The impact of supply bottlenecks has in the main subsided and in many instances, the reverse has occurred. Many businesses have over-catered for their forward orders which have led to a strong rise in inventories and a marked rise in warehouse utilization rates. The risk of economic slowdown does loom which could lead to a fall in aggregate demand, which could lead to a slowdown in tenant demand. However, it should be noted that any slowdown in tenant demand would be from very high elevated levels.
Tell us about one of your most significant holdings/assets in the portfolio – and how they reflect the standards you wish to have for all your investments.
The Unite Group (UTG) is the largest provider of private purpose-built student accommodation in the UK. It owns and manages a large platform of 74,000 beds across 172 assets in the top 25 UK university cities (London, Liverpool, and Birmingham to name a few).

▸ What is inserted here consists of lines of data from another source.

//! scribe-overlay：常驻 overlay 渲染进程
//!
//! 用法：`scribe-overlay <run_dir>`。stdin 关闭（父进程退出或要求停止）或收到 Ctrl+C 时退出。

use std::path::PathBuf;

use anyhow::Context;
use scribe::config::load_config;
use scribe::display::{screen_from_settings, ScreenSource as _};
use scribe::observability;
use scribe::overlay::OverlayWorker;
use scribe::storage::RunDir;
use tokio::io::AsyncReadExt;
use tokio_util::sync::CancellationToken;

#[tokio::main]
async fn main() -> anyhow::Result<()> {
    observability::init_stderr("overlay");
    let run_dir = std::env::args()
        .nth(1)
        .map(PathBuf::from)
        .context("usage: scribe-overlay <run_dir>")?;

    let cfg = load_config(None).unwrap_or_else(|e| {
        tracing::warn!("Config load failed ({}), using defaults", e);
        Default::default()
    });
    let (width, height) = screen_from_settings(&cfg.observe).dimensions();
    let worker = OverlayWorker::new(RunDir::new(run_dir), width, height);

    let cancel = CancellationToken::new();
    let on_eof = cancel.clone();
    tokio::spawn(async move {
        let mut stdin = tokio::io::stdin();
        let mut buf = [0u8; 64];
        while let Ok(n) = stdin.read(&mut buf).await {
            if n == 0 {
                break;
            }
        }
        on_eof.cancel();
    });
    let on_signal = cancel.clone();
    tokio::spawn(async move {
        if tokio::signal::ctrl_c().await.is_ok() {
            on_signal.cancel();
        }
    });

    worker.run(cancel).await;
    Ok(())
}
//! 核心编排层：错误类型、运行状态 actor、子进程监管、回合编排、优雅关闭

pub mod error;
pub mod orchestrator;
pub mod shutdown;
pub mod state;
pub mod supervisor;
pub mod workers;

pub use error::{ActionError, BackendError, ObserveError, TurnError, WorkerError};
pub use orchestrator::{Orchestrator, StepOutcome, TurnSummary};
pub use shutdown::{ShutdownCoordinator, ShutdownManager, ShutdownReason, WorkersCleanup};
pub use state::{RunSnapshot, RunState, StateHandle, TurnRecord};
pub use workers::{ProcessWorkers, TurnWorkers};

UTG is a leader in sustainability with a well-regarded development capability. As a market leader, they have high operating margins. The company has also developed a cloud-based technology platform - leading to management efficiencies and a more seamless customer experience.
The UK tertiary education system is well regarded which attracts large numbers of foreign students and contributes approximately £50 billion to the British economy every year.
UTG’s portfolio is highly occupied (+95%) with a split of 70/30 of UK versus foreign students.
As activity post-Covid normalizes and international travel returns, Unite is expecting strong EPS growth (+10% FY22 and +23% FY23). They are also increasing their dividend payout to 80%. UTG are currently in the process of delivering a record development pipeline of 6,000 beds, at a cost of nearly £1 billion. Having said this, the pipeline will add an additional 10% to EPS over the next five years. They are also well placed in a rising interest rate environment with a strong balance sheet.
How have offices and hotels done in the pandemic recovery era and how compelling are valuations today?
We have introduced some hotel and leisure assets into the portfolio as economies have reopened post the pandemic.
We have witnessed a strong recovery in domestic tourism as social distancing restrictions have eased. Corporate travel is also recovering as business returns to normal. Hotel and resort occupancies have spiked and room rates are increasing driving revenue.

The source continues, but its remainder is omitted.